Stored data
-------------------------

//! The agent pipeline: recruit → plan → execute steps → re-plan, dispatched
//! asynchronously while Dot answers early.

mod intake;
mod persona;
mod pipeline;
mod plan;
mod registry;
mod replan;
mod workspace;

pub use intake::classify;
pub use persona::{AgentPersona, AgentStatus, PersonaProfile, Recruitment, recruit};
pub use pipeline::{AgentPipeline, ESCALATE_TOOL};
pub use plan::{
    MAX_STEPS, PlanProgress, PlanStep, StepPlan, ToolLogEntry, build_plan, progress_summary,
};
pub use registry::{AgentTaskMeta, TaskRegistry};
pub use replan::review_plan;
pub use workspace::Workspace;
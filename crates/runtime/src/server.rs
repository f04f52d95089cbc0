//! Per-connection session loop: authenticate the device, then serve prompt
//! frames through Dot and forward bus follow-ups back over transport.
//!
//! Scheduler-injected prompts enter through the same path as user traffic —
//! the only difference is the `source` tag and the correlation bookkeeping
//! on the way back out.

use std::collections::HashMap;
use std::sync::Arc;

use async_trait::async_trait;
use chrono::Utc;
use serde::Deserialize;
use serde_json::json;
use tokio::sync::{Mutex, oneshot, watch};
use tracing::{info, warn};

use dotbot_credentials::{AuthError, DeviceRegistry};

use crate::bus::{BusEvent, EventBus};
use crate::dot::{DotReply, DotRequest, PersonaHint};
use crate::envelope::{
    AgentCompletePayload, DispatchFollowupPayload, Envelope, ExecutionResultPayload,
    PromptPayload, ResponsePayload, Transport,
};
use crate::scheduler::LocalScheduler;
use dotbot_llm::LlmError;

/// What the server needs from Dot. Split out as a trait so sessions are
/// testable without a full orchestrator.
#[async_trait]
pub trait PromptHandler: Send + Sync {
    async fn handle(&self, request: DotRequest) -> Result<DotReply, LlmError>;
}

#[async_trait]
impl PromptHandler for crate::dot::DotOrchestrator {
    async fn handle(&self, request: DotRequest) -> Result<DotReply, LlmError> {
        self.handle_prompt(request).await
    }
}

#[derive(Debug, Clone, Deserialize)]
#[serde(rename_all = "camelCase")]
struct AuthPayload {
    device_id: String,
    device_secret: String,
    #[serde(default)]
    hw_fingerprint: String,
}

/// Dependencies shared by every session.
pub struct SessionDeps {
    pub handler: Arc<dyn PromptHandler>,
    pub devices: Arc<DeviceRegistry>,
    pub bus: Arc<EventBus>,
    pub scheduler: Option<Arc<LocalScheduler>>,
}

/// In-flight execution commands awaiting their `execution_result` frame.
type PendingExecutions = Arc<Mutex<HashMap<String, oneshot::Sender<ExecutionResultPayload>>>>;

pub struct ServerSession {
    deps: Arc<SessionDeps>,
    transport: Arc<dyn Transport>,
    pending_executions: PendingExecutions,
}

impl ServerSession {
    pub fn new(deps: Arc<SessionDeps>, transport: Arc<dyn Transport>) -> Self {
        Self {
            deps,
            transport,
            pending_executions: Arc::new(Mutex::new(HashMap::new())),
        }
    }

    /// Serve the connection until the peer goes away or shutdown flips.
    pub async fn run(self: Arc<Self>, mut shutdown: watch::Receiver<bool>) -> anyhow::Result<()> {
        // First frame must authenticate the device.
        let Some(first) = self.transport.recv().await else {
            return Ok(());
        };
        let device_id = match self.authenticate(&first).await {
            Ok(device_id) => device_id,
            Err(err) => {
                let _ = self
                    .transport
                    .send(Envelope::new("auth_error", json!({"error": err.to_string()})))
                    .await;
                return Ok(());
            }
        };
        // Devices map 1:1 to users in the prototype. Subscribe before the
        // auth_ok goes out so no follow-up published right after the
        // handshake can slip past.
        let user_id = device_id.clone();
        let mut bus_rx = self.deps.bus.subscribe(&user_id);

        self.transport
            .send(Envelope::new("auth_ok", json!({"deviceId": &device_id})))
            .await?;
        info!(device_id = %device_id, "session authenticated");
        let followup_transport = self.transport.clone();
        let forwarder = tokio::spawn(async move {
            while let Ok(event) = bus_rx.recv().await {
                if let BusEvent::DispatchFollowup {
                    message_id,
                    agent_id,
                    success,
                    response,
                    workspace_path,
                    ..
                } = event
                {
                    let payload = DispatchFollowupPayload {
                        response,
                        message_id,
                        agent_id,
                        success,
                        workspace_path,
                    };
                    let envelope = Envelope::new(
                        "dispatch_followup",
                        serde_json::to_value(&payload).unwrap_or(json!({})),
                    );
                    if followup_transport.send(envelope).await.is_err() {
                        break;
                    }
                }
            }
        });

        loop {
            tokio::select! {
                frame = self.transport.recv() => {
                    let Some(envelope) = frame else { break };
                    if let Err(err) = self.handle_frame(&user_id, &device_id, envelope).await {
                        warn!(%err, "frame handling failed");
                    }
                }
                changed = shutdown.changed() => {
                    if changed.is_ok() && *shutdown.borrow() {
                        break;
                    }
                }
            }
        }

        forwarder.abort();
        if let Some(ref scheduler) = self.deps.scheduler {
            scheduler.on_reconnect().await;
        }
        Ok(())
    }

    /// Run a tool on the connected device: send an `execution_command` frame
    /// and suspend until the matching `execution_result` arrives or the
    /// timeout lapses. This is the bridge pipeline tool handlers use for
    /// device-side work.
    pub async fn execute_on_device(
        &self,
        tool_id: &str,
        tool_args: serde_json::Value,
        timeout: std::time::Duration,
    ) -> anyhow::Result<ExecutionResultPayload> {
        let command = crate::envelope::ExecutionCommandPayload {
            id: uuid::Uuid::new_v4().to_string(),
            r#type: "tool".to_string(),
            payload: crate::envelope::ExecutionCommandInner {
                tool_id: tool_id.to_string(),
                tool_args,
            },
            timeout: timeout.as_secs(),
        };
        let (tx, rx) = oneshot::channel();
        self.pending_executions
            .lock()
            .await
            .insert(command.id.clone(), tx);

        let command_id = command.id.clone();
        let send = self
            .transport
            .send(Envelope::new(
                "execution_command",
                serde_json::to_value(&command)?,
            ))
            .await;
        if let Err(err) = send {
            self.pending_executions.lock().await.remove(&command_id);
            return Err(err);
        }

        match tokio::time::timeout(timeout, rx).await {
            Ok(Ok(result)) => Ok(result),
            Ok(Err(_)) => anyhow::bail!("execution channel closed"),
            Err(_) => {
                self.pending_executions.lock().await.remove(&command_id);
                anyhow::bail!("device execution timed out after {timeout:?}")
            }
        }
    }

    async fn authenticate(&self, envelope: &Envelope) -> Result<String, AuthError> {
        if envelope.r#type != "auth" {
            return Err(AuthError::SessionInvalid);
        }
        let payload: AuthPayload = envelope.decode().ok_or(AuthError::SessionInvalid)?;
        let outcome = self.deps.devices.authenticate(
            &payload.device_id,
            &payload.device_secret,
            &payload.hw_fingerprint,
            Utc::now(),
        )?;
        Ok(outcome.device.id)
    }

    async fn handle_frame(
        &self,
        user_id: &str,
        device_id: &str,
        envelope: Envelope,
    ) -> anyhow::Result<()> {
        match envelope.r#type.as_str() {
            "prompt" => {
                let Some(payload) = envelope.decode::<PromptPayload>() else {
                    anyhow::bail!("malformed prompt payload");
                };
                self.handle_prompt_frame(user_id, device_id, &envelope.id, payload)
                    .await
            }
            "execution_result" => {
                let Some(payload) = envelope.decode::<ExecutionResultPayload>() else {
                    anyhow::bail!("malformed execution_result payload");
                };
                if let Some(waiter) = self.pending_executions.lock().await.remove(&payload.id) {
                    let _ = waiter.send(payload);
                }
                Ok(())
            }
            "agent_complete" => {
                // Correlation for scheduler-submitted background runs.
                if let (Some(scheduler), Some(payload)) = (
                    self.deps.scheduler.as_ref(),
                    envelope.decode::<AgentCompletePayload>(),
                ) {
                    scheduler.on_agent_complete(&payload, Utc::now()).await?;
                }
                Ok(())
            }
            other => {
                warn!(frame_type = %other, "ignoring unknown frame type");
                Ok(())
            }
        }
    }

    async fn handle_prompt_frame(
        &self,
        user_id: &str,
        device_id: &str,
        prompt_id: &str,
        payload: PromptPayload,
    ) -> anyhow::Result<()> {
        let request = DotRequest {
            user_id: user_id.to_string(),
            device_id: device_id.to_string(),
            prompt: payload.prompt,
            source: if payload.source.is_empty() {
                "user".to_string()
            } else {
                payload.source
            },
            persona: PersonaHint::default(),
            cancel: None,
        };

        let reply = match self.deps.handler.handle(request).await {
            Ok(reply) => reply,
            Err(err) => {
                warn!(%err, "prompt handling failed");
                DotReply {
                    text: format!("I couldn't process that. {}", err.user_hint()),
                    dispatched_agent_id: None,
                    skill_feedback: None,
                }
            }
        };

        let response = ResponsePayload {
            response: reply.text,
            is_routing_ack: reply.dispatched_agent_id.is_some().then_some(true),
            agent_task_id: reply.dispatched_agent_id,
            prompt_id: Some(prompt_id.to_string()),
        };

        // Scheduler prompts route through correlation before transport so
        // routing acks are never mistaken for results.
        if payload.scheduled_task_id.is_some() {
            if let Some(ref scheduler) = self.deps.scheduler {
                scheduler.on_response(&response, Utc::now()).await?;
            }
        }

        self.transport
            .send(Envelope::new(
                "response",
                serde_json::to_value(&response)?,
            ))
            .await
    }
}
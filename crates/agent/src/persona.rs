//! Agent personas and the two-phase recruiter.
//!
//! Phase 1 skims persona summaries and picks who works the task (plus a
//! model role). Phase 2 reads the chosen personas in full and writes the
//! custom system prompt and the validated tool subset. The result is
//! persisted as `agent_persona.json` in the task workspace.

use chrono::{DateTime, Utc};
use serde::{Deserialize, Serialize};
use tracing::warn;

use dotbot_llm::{ChatMessage, ChatOptions, LlmError, ResilientClient, Role, extract_json};

/// Lifecycle of an agent task. `Cancelled` is terminal — no later transition
/// may overwrite it.
#[derive(Debug, Clone, Copy, PartialEq, Eq, Serialize, Deserialize)]
#[serde(rename_all = "lowercase")]
pub enum AgentStatus {
    Running,
    Blocked,
    Cancelled,
    Completed,
    Failed,
}

/// A persona available for recruitment.
#[derive(Debug, Clone, Serialize, Deserialize)]
pub struct PersonaProfile {
    pub id: String,
    pub name: String,
    /// One-line pitch shown in phase 1.
    pub summary: String,
    /// Full persona text read in phase 2.
    pub body: String,
}

/// `agent_persona.json` — who is working the task and under what prompt.
#[derive(Debug, Clone, Serialize, Deserialize)]
pub struct AgentPersona {
    pub agent_id: String,
    pub status: AgentStatus,
    pub persona_ids: Vec<String>,
    #[serde(default)]
    pub council: Vec<String>,
    pub model_role: Option<Role>,
    pub system_prompt: String,
    pub tool_ids: Vec<String>,
    /// Every restatement of the task so far (intake plus re-entries).
    pub restated_requests: Vec<String>,
    pub created_at: DateTime<Utc>,
}

// ── Phase 1: pick personas and a model role ──────────────────────────────────

#[derive(Debug, Clone, Deserialize, Default)]
#[serde(default)]
struct RecruitPick {
    persona_ids: Vec<String>,
    council: Vec<String>,
    model_role: Option<String>,
}

/// Outcome of the two recruiter passes.
pub struct Recruitment {
    pub persona_ids: Vec<String>,
    pub council: Vec<String>,
    pub model_role: Option<Role>,
    pub system_prompt: String,
    pub tool_ids: Vec<String>,
}

pub async fn recruit(
    llm: &ResilientClient,
    restated_request: &str,
    catalog: &[PersonaProfile],
    manifest_tool_ids: &[String],
) -> Result<Recruitment, LlmError> {
    // Phase 1: summaries only.
    let listing = catalog
        .iter()
        .map(|p| format!("- {} ({}): {}", p.id, p.name, p.summary))
        .collect::<Vec<_>>()
        .join("\n");
    let messages = vec![
        ChatMessage::system(
            "Recruit for a task. Reply with JSON: {\"persona_ids\": [str], \
             \"council\": [str], \"model_role\": str?}. Pick one lead persona, \
             optionally a review council, and a model role from: workhorse, \
             deep_context, architect, gui_fast.",
        ),
        ChatMessage::user(format!("TASK:\n{restated_request}\n\nPERSONAS:\n{listing}")),
    ];
    let response = llm
        .chat(Role::Intake, &messages, &ChatOptions::default())
        .await?;
    let pick = extract_json::<RecruitPick>(&response.content).unwrap_or_default();

    // Validate phase-1 ids against the catalog; an empty pick falls back to
    // the first catalog entry (the default persona).
    let mut persona_ids: Vec<String> = pick
        .persona_ids
        .iter()
        .filter(|id| catalog.iter().any(|p| &p.id == *id))
        .cloned()
        .collect();
    if persona_ids.is_empty() {
        if let Some(first) = catalog.first() {
            warn!("recruiter picked no known persona — using default");
            persona_ids.push(first.id.clone());
        }
    }
    let model_role = pick.model_role.as_deref().and_then(Role::parse);

    // Phase 2: full bodies → custom prompt + tool subset.
    let bodies = catalog
        .iter()
        .filter(|p| persona_ids.contains(&p.id))
        .map(|p| format!("## {}\n{}", p.name, p.body))
        .collect::<Vec<_>>()
        .join("\n\n");
    let messages = vec![
        ChatMessage::system(
            "Write the working agent's setup as JSON: {\"system_prompt\": str, \
             \"tool_ids\": [str]}. The system prompt merges the persona voices into \
             one operator. Only request tool ids from the provided list.",
        ),
        ChatMessage::user(format!(
            "TASK:\n{restated_request}\n\nPERSONAS:\n{bodies}\n\nTOOLS:\n{}",
            manifest_tool_ids.join(", ")
        )),
    ];
    let response = llm
        .chat(Role::Workhorse, &messages, &ChatOptions::default())
        .await?;

    #[derive(Debug, Clone, Deserialize, Default)]
    #[serde(default)]
    struct Setup {
        system_prompt: String,
        tool_ids: Vec<String>,
    }
    let setup = extract_json::<Setup>(&response.content).unwrap_or_default();

    let system_prompt = if setup.system_prompt.trim().is_empty() {
        format!("You are a capable agent. Complete this task:\n{restated_request}")
    } else {
        setup.system_prompt
    };
    // Tool subset validated against the manifest; empty grants everything.
    let mut tool_ids: Vec<String> = setup
        .tool_ids
        .iter()
        .filter(|id| manifest_tool_ids.contains(id))
        .cloned()
        .collect();
    if tool_ids.is_empty() {
        tool_ids = manifest_tool_ids.to_vec();
    }

    Ok(Recruitment {
        persona_ids,
        council: pick.council,
        model_role,
        system_prompt,
        tool_ids,
    })
}

#[cfg(test)]
mod tests {
    use super::*;

    #[test]
    fn agent_persona_serde_round_trips() {
        let persona = AgentPersona {
            agent_id: "ag-1".to_string(),
            status: AgentStatus::Running,
            persona_ids: vec!["researcher".to_string()],
            council: vec![],
            model_role: Some(Role::Workhorse),
            system_prompt: "You research things.".to_string(),
            tool_ids: vec!["fs.read_file".to_string()],
            restated_requests: vec!["find the docs".to_string()],
            created_at: Utc::now(),
        };
        let raw = serde_json::to_string(&persona).unwrap();
        let back: AgentPersona = serde_json::from_str(&raw).unwrap();
        assert_eq!(back.status, AgentStatus::Running);
        assert_eq!(back.model_role, Some(Role::Workhorse));
    }

    #[test]
    fn status_serializes_lowercase_for_workspace_scans() {
        assert_eq!(serde_json::to_string(&AgentStatus::Cancelled).unwrap(), "\"cancelled\"");
        assert_eq!(serde_json::to_string(&AgentStatus::Running).unwrap(), "\"running\"");
    }
}
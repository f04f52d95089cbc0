//! The Dot → pipeline seam.
//!
//! Dispatch is fire-and-forget: Dot calls [`PipelineLauncher::launch`], gets
//! a handle back immediately, and a supervisor task observes the handle and
//! publishes completion on the event bus. Dot and the pipeline never hold
//! references to each other.

use std::sync::Arc;

use async_trait::async_trait;
use tokio::task::JoinHandle;
use tracing::{error, info};
use uuid::Uuid;

use crate::bus::{BusEvent, EventBus};

/// What Dot hands the pipeline.
#[derive(Debug, Clone)]
pub struct DispatchRequest {
    pub user_id: String,
    pub device_id: String,
    pub prompt: String,
    pub persona_id: Option<String>,
    /// `"dot"`, `"dot_max_iterations"`, `"scheduled_task"`, …
    pub source: String,
}

/// Terminal result of a pipeline run.
#[derive(Debug, Clone)]
pub struct PipelineResult {
    pub success: bool,
    pub summary: String,
    pub workspace_path: String,
}

/// A launched pipeline: its id plus the handle the supervisor observes.
pub struct LaunchedPipeline {
    pub agent_id: String,
    pub handle: JoinHandle<anyhow::Result<PipelineResult>>,
}

/// Implemented by the agent pipeline; injected into Dot at startup.
#[async_trait]
pub trait PipelineLauncher: Send + Sync {
    async fn launch(&self, request: DispatchRequest) -> anyhow::Result<LaunchedPipeline>;
}

/// Fixed text sent when the pipeline crashed before producing a result.
pub const CRASH_FOLLOWUP: &str =
    "I ran into trouble finishing the background task. The workspace holds whatever progress was made.";

/// Detach a supervisor that awaits the pipeline and publishes the follow-up
/// event. Returns the message id the follow-up will carry.
pub fn supervise(bus: Arc<EventBus>, user_id: String, launched: LaunchedPipeline) -> String {
    let message_id = Uuid::new_v4().to_string();
    let agent_id = launched.agent_id.clone();
    let followup_id = message_id.clone();

    tokio::spawn(async move {
        let event = match launched.handle.await {
            Ok(Ok(result)) => {
                info!(agent_id = %agent_id, success = result.success, "pipeline completed");
                BusEvent::DispatchFollowup {
                    user_id,
                    message_id: followup_id,
                    agent_id,
                    success: result.success,
                    response: result.summary,
                    workspace_path: result.workspace_path,
                }
            }
            Ok(Err(err)) => {
                error!(agent_id = %agent_id, %err, "pipeline failed");
                BusEvent::DispatchFollowup {
                    user_id,
                    message_id: followup_id,
                    agent_id,
                    success: false,
                    response: CRASH_FOLLOWUP.to_string(),
                    workspace_path: String::new(),
                }
            }
            Err(join_err) => {
                error!(agent_id = %agent_id, %join_err, "pipeline task panicked or was aborted");
                BusEvent::DispatchFollowup {
                    user_id,
                    message_id: followup_id,
                    agent_id,
                    success: false,
                    response: CRASH_FOLLOWUP.to_string(),
                    workspace_path: String::new(),
                }
            }
        };
        bus.publish(event);
    });

    message_id
}

#[cfg(test)]
mod tests {
    use super::*;

    #[tokio::test]
    async fn supervisor_publishes_success_followup() {
        let bus = Arc::new(EventBus::new());
        let mut rx = bus.subscribe("u1");

        let handle = tokio::spawn(async {
            Ok(PipelineResult {
                success: true,
                summary: "all done".to_string(),
                workspace_path: "/tmp/ws".to_string(),
            })
        });
        supervise(
            bus.clone(),
            "u1".to_string(),
            LaunchedPipeline { agent_id: "ag-1".to_string(), handle },
        );

        match rx.recv().await.unwrap() {
            BusEvent::DispatchFollowup { success, response, agent_id, .. } => {
                assert!(success);
                assert_eq!(response, "all done");
                assert_eq!(agent_id, "ag-1");
            }
            other => panic!("unexpected event {other:?}"),
        }
    }

    #[tokio::test]
    async fn supervisor_sends_fixed_text_when_pipeline_crashes() {
        let bus = Arc::new(EventBus::new());
        let mut rx = bus.subscribe("u1");

        let handle =
            tokio::spawn(async { Err::<PipelineResult, _>(anyhow::anyhow!("planner exploded")) });
        supervise(
            bus.clone(),
            "u1".to_string(),
            LaunchedPipeline { agent_id: "ag-2".to_string(), handle },
        );

        match rx.recv().await.unwrap() {
            BusEvent::DispatchFollowup { success, response, .. } => {
                assert!(!success);
                assert_eq!(response, CRASH_FOLLOWUP);
            }
            other => panic!("unexpected event {other:?}"),
        }
    }
}
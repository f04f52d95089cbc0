//! Conversation threads, mental models, and the research cache — everything
//! persisted under `~/.bot/memory/`.
//!
//! Threads are append-only JSONL transcripts with an archive tier. Mental
//! models are structured beliefs mutated exclusively through deltas. The
//! research cache indexes markdown artifacts agents produced earlier.

mod model;
mod research;
mod thread;

use std::fs;
use std::path::{Path, PathBuf};

use anyhow::Result;

pub use model::{DeltaFields, MemoryDelta, MentalModel, ModelStore, apply_delta};
pub use research::{ResearchCache, ResearchEntry};
pub use thread::{ThreadMessage, ThreadMeta, ThreadStore};

/// Bundles the three stores over one memory root.
pub struct MemoryStore {
    pub threads: ThreadStore,
    pub models: ModelStore,
    pub research: ResearchCache,
}

impl MemoryStore {
    pub fn open(memory_root: impl AsRef<Path>) -> Self {
        let root = memory_root.as_ref();
        Self {
            threads: ThreadStore::open(root),
            models: ModelStore::open(root),
            research: ResearchCache::open(root),
        }
    }
}

/// tmp + rename write used by every store in this crate. A crash mid-write
/// leaves the previous file intact.
pub(crate) fn write_atomic(path: &PathBuf, contents: &str) -> Result<()> {
    if let Some(parent) = path.parent() {
        fs::create_dir_all(parent)?;
    }
    let tmp = path.with_extension("tmp");
    fs::write(&tmp, contents)?;
    if let Err(err) = fs::rename(&tmp, path) {
        let _ = fs::remove_file(&tmp);
        return Err(err.into());
    }
    Ok(())
}
use std::collections::HashMap;
use std::sync::Mutex;

use aes_gcm::aead::{Aead, KeyInit};
use aes_gcm::{Aes256Gcm, Key, Nonce};
use chrono::{DateTime, Duration, Utc};
use rand::RngCore;
use serde::{Deserialize, Serialize};
use uuid::Uuid;

use crate::AuthError;

const NONCE_SIZE: usize = 12;
const TAG_SIZE: usize = 16;

/// Payload sealed into the browser-setup cookie.
#[derive(Debug, Clone, PartialEq, Serialize, Deserialize)]
#[serde(rename_all = "camelCase")]
pub struct SessionPayload {
    pub device_id: String,
    pub device_secret: String,
}

/// AES-256-GCM cipher for the browser-setup cookie, keyed with a fresh
/// random key per process. Cookies do not survive a restart, which is the
/// point: the cookie only bridges the browser hand-off.
pub struct SessionCipher {
    cipher: Aes256Gcm,
}

impl SessionCipher {
    pub fn new() -> Self {
        let mut key_bytes = [0u8; 32];
        rand::thread_rng().fill_bytes(&mut key_bytes);
        let key = Key::<Aes256Gcm>::from_slice(&key_bytes);
        Self {
            cipher: Aes256Gcm::new(key),
        }
    }

    /// Produce `<iv_hex>:<auth_tag_hex>:<ciphertext_hex>`.
    pub fn seal(&self, payload: &SessionPayload) -> Result<String, AuthError> {
        let plaintext =
            serde_json::to_vec(payload).map_err(|e| AuthError::Storage(e.to_string()))?;

        let mut nonce_bytes = [0u8; NONCE_SIZE];
        rand::thread_rng().fill_bytes(&mut nonce_bytes);
        let nonce = Nonce::from_slice(&nonce_bytes);

        // aes-gcm appends the 16-byte tag to the ciphertext; the cookie
        // format carries it as its own segment.
        let mut combined = self
            .cipher
            .encrypt(nonce, plaintext.as_ref())
            .map_err(|_| AuthError::SessionInvalid)?;
        let tag = combined.split_off(combined.len() - TAG_SIZE);

        Ok(format!(
            "{}:{}:{}",
            hex::encode(nonce_bytes),
            hex::encode(tag),
            hex::encode(combined)
        ))
    }

    pub fn open(&self, cookie: &str) -> Result<SessionPayload, AuthError> {
        let parts: Vec<&str> = cookie.split(':').collect();
        if parts.len() != 3 {
            return Err(AuthError::SessionInvalid);
        }
        let nonce_bytes = hex::decode(parts[0]).map_err(|_| AuthError::SessionInvalid)?;
        let tag = hex::decode(parts[1]).map_err(|_| AuthError::SessionInvalid)?;
        let mut ciphertext = hex::decode(parts[2]).map_err(|_| AuthError::SessionInvalid)?;
        if nonce_bytes.len() != NONCE_SIZE || tag.len() != TAG_SIZE {
            return Err(AuthError::SessionInvalid);
        }

        ciphertext.extend_from_slice(&tag);
        let plaintext = self
            .cipher
            .decrypt(Nonce::from_slice(&nonce_bytes), ciphertext.as_ref())
            .map_err(|_| AuthError::SessionInvalid)?;
        serde_json::from_slice(&plaintext).map_err(|_| AuthError::SessionInvalid)
    }
}

impl Default for SessionCipher {
    fn default() -> Self {
        Self::new()
    }
}

// ── Session tokens ───────────────────────────────────────────────────────────

#[derive(Debug, Clone)]
struct SessionRecord {
    device_id: String,
    expires_at: DateTime<Utc>,
}

/// In-memory session token table. Tokens are opaque UUIDs with a 30-day
/// default lifetime; validation is constant-time by lookup.
pub struct SessionStore {
    ttl: Duration,
    sessions: Mutex<HashMap<String, SessionRecord>>,
}

impl SessionStore {
    pub fn new(ttl_days: i64) -> Self {
        Self {
            ttl: Duration::days(ttl_days),
            sessions: Mutex::new(HashMap::new()),
        }
    }

    pub fn issue(&self, device_id: &str, now: DateTime<Utc>) -> String {
        let token = Uuid::new_v4().simple().to_string();
        self.sessions
            .lock()
            .unwrap_or_else(|e| e.into_inner())
            .insert(
                token.clone(),
                SessionRecord {
                    device_id: device_id.to_string(),
                    expires_at: now + self.ttl,
                },
            );
        token
    }

    /// Resolve a token to its device id, expiring lazily.
    pub fn validate(&self, token: &str, now: DateTime<Utc>) -> Result<String, AuthError> {
        let mut sessions = self.sessions.lock().unwrap_or_else(|e| e.into_inner());
        let Some(record) = sessions.get(token) else {
            return Err(AuthError::SessionInvalid);
        };
        if now > record.expires_at {
            sessions.remove(token);
            return Err(AuthError::SessionExpired);
        }
        Ok(record.device_id.clone())
    }

    pub fn revoke(&self, token: &str) {
        self.sessions
            .lock()
            .unwrap_or_else(|e| e.into_inner())
            .remove(token);
    }

    /// Drop every expired session; returns how many were removed.
    pub fn sweep(&self, now: DateTime<Utc>) -> usize {
        let mut sessions = self.sessions.lock().unwrap_or_else(|e| e.into_inner());
        let before = sessions.len();
        sessions.retain(|_, r| r.expires_at >= now);
        before - sessions.len()
    }
}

-------------------------

■ **Prompt**
Among the records, find the lines that contain "SessionStore" and copy each of them.

■ **Task solution**
pub struct SessionStore {
impl SessionStore {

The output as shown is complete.